Answer with a number only, giving how many lines in the data below include "Versioned".
+ + + +
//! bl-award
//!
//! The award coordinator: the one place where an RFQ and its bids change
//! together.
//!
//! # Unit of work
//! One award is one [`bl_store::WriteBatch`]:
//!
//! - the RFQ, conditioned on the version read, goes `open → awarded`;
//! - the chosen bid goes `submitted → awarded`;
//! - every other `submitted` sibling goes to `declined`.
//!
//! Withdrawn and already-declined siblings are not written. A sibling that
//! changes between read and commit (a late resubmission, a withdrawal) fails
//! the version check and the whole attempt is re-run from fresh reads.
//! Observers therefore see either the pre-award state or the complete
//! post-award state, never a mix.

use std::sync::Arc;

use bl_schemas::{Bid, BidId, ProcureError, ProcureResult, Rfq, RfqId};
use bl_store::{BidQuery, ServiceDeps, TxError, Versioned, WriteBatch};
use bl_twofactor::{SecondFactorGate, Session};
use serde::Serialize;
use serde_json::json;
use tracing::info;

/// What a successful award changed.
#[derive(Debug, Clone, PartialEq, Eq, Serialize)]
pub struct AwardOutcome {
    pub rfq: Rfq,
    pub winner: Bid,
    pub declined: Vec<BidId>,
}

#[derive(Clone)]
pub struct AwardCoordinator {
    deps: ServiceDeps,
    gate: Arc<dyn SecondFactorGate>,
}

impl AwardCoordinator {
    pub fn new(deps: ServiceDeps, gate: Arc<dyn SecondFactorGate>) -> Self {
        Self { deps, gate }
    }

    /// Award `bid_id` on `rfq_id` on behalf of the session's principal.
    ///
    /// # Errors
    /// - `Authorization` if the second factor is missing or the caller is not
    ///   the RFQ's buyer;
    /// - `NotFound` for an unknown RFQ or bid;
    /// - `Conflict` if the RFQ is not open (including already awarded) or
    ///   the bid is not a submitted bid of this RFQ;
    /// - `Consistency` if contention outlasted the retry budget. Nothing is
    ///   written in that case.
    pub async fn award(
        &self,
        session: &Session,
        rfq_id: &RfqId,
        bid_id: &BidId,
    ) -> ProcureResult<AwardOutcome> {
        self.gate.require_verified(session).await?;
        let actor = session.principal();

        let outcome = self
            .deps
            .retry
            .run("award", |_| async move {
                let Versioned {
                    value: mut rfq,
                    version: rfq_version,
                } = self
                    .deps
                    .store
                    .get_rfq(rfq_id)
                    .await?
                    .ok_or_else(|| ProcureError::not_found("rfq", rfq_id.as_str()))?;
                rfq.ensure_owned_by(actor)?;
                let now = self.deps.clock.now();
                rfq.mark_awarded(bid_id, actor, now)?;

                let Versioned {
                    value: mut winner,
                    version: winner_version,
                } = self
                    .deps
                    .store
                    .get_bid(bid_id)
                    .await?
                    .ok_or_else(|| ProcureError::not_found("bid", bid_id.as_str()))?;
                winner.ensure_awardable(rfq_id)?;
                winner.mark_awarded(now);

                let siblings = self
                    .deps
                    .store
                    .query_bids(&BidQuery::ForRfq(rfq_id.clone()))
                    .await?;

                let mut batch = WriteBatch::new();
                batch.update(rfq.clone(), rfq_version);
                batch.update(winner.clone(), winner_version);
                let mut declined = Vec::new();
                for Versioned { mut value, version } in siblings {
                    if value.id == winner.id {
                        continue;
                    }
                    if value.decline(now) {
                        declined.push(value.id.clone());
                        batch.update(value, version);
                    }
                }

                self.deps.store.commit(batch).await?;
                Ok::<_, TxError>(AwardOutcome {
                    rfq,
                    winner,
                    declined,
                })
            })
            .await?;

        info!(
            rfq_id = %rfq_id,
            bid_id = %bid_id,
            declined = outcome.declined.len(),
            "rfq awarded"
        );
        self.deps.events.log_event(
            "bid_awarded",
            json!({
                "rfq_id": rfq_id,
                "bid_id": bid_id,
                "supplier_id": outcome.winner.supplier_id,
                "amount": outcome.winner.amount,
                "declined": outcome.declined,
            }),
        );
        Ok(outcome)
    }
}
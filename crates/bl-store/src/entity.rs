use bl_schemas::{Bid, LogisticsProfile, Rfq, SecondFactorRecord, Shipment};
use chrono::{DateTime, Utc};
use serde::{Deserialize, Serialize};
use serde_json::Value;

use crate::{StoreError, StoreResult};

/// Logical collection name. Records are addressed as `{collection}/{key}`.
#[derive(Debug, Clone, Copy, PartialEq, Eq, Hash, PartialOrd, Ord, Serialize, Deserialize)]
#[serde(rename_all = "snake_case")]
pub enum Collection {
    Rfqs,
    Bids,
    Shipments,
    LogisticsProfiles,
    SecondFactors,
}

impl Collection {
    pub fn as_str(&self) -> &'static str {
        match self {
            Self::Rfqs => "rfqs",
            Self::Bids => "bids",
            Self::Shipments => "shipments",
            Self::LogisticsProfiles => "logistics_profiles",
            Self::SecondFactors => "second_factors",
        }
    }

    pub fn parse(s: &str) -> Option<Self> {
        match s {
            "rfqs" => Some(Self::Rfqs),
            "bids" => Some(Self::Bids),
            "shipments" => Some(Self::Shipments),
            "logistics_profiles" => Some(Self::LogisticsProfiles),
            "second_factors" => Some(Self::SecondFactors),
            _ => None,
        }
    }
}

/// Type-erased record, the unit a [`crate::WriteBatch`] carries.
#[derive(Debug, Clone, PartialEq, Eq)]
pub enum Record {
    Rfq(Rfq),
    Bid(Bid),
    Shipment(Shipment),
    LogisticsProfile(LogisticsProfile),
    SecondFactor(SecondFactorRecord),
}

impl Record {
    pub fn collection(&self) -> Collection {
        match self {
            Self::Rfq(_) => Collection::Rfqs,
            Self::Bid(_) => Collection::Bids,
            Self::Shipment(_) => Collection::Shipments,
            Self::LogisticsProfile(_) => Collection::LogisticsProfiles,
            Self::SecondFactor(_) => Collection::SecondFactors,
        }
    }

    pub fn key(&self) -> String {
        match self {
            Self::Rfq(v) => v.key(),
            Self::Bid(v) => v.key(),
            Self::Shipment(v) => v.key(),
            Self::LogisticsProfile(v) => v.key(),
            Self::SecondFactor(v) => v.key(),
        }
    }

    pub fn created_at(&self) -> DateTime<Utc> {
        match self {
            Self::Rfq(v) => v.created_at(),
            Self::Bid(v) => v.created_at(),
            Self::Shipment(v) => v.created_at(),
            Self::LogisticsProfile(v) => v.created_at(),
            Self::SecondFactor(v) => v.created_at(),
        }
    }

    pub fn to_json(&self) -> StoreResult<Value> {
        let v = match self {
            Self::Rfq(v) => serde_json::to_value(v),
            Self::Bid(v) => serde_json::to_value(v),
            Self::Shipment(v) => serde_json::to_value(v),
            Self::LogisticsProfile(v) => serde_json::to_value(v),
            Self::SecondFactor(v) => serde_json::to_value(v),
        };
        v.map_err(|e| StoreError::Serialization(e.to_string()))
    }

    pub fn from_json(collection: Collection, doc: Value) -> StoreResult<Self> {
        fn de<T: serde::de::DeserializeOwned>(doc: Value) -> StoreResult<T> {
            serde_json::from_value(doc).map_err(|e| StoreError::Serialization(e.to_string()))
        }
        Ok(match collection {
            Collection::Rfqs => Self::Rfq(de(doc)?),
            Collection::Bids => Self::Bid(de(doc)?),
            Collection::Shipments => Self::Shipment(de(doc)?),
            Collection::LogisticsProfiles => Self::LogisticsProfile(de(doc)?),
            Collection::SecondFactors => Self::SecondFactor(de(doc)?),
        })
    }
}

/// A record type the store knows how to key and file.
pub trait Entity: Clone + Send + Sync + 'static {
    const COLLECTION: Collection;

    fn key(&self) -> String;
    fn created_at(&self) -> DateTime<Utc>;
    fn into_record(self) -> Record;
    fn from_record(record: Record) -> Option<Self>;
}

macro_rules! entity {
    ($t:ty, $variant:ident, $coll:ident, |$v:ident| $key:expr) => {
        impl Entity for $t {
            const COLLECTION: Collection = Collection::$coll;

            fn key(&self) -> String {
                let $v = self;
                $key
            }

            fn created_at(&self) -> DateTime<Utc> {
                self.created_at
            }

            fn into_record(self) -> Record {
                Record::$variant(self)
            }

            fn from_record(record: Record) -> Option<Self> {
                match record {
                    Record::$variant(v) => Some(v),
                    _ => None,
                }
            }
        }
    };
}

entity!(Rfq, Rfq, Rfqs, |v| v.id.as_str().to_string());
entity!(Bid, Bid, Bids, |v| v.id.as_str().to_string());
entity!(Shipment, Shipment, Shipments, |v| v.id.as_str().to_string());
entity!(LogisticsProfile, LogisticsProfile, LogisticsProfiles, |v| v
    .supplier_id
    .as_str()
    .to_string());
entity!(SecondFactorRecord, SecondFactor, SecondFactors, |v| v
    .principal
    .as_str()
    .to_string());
+ + + +
> Response: 4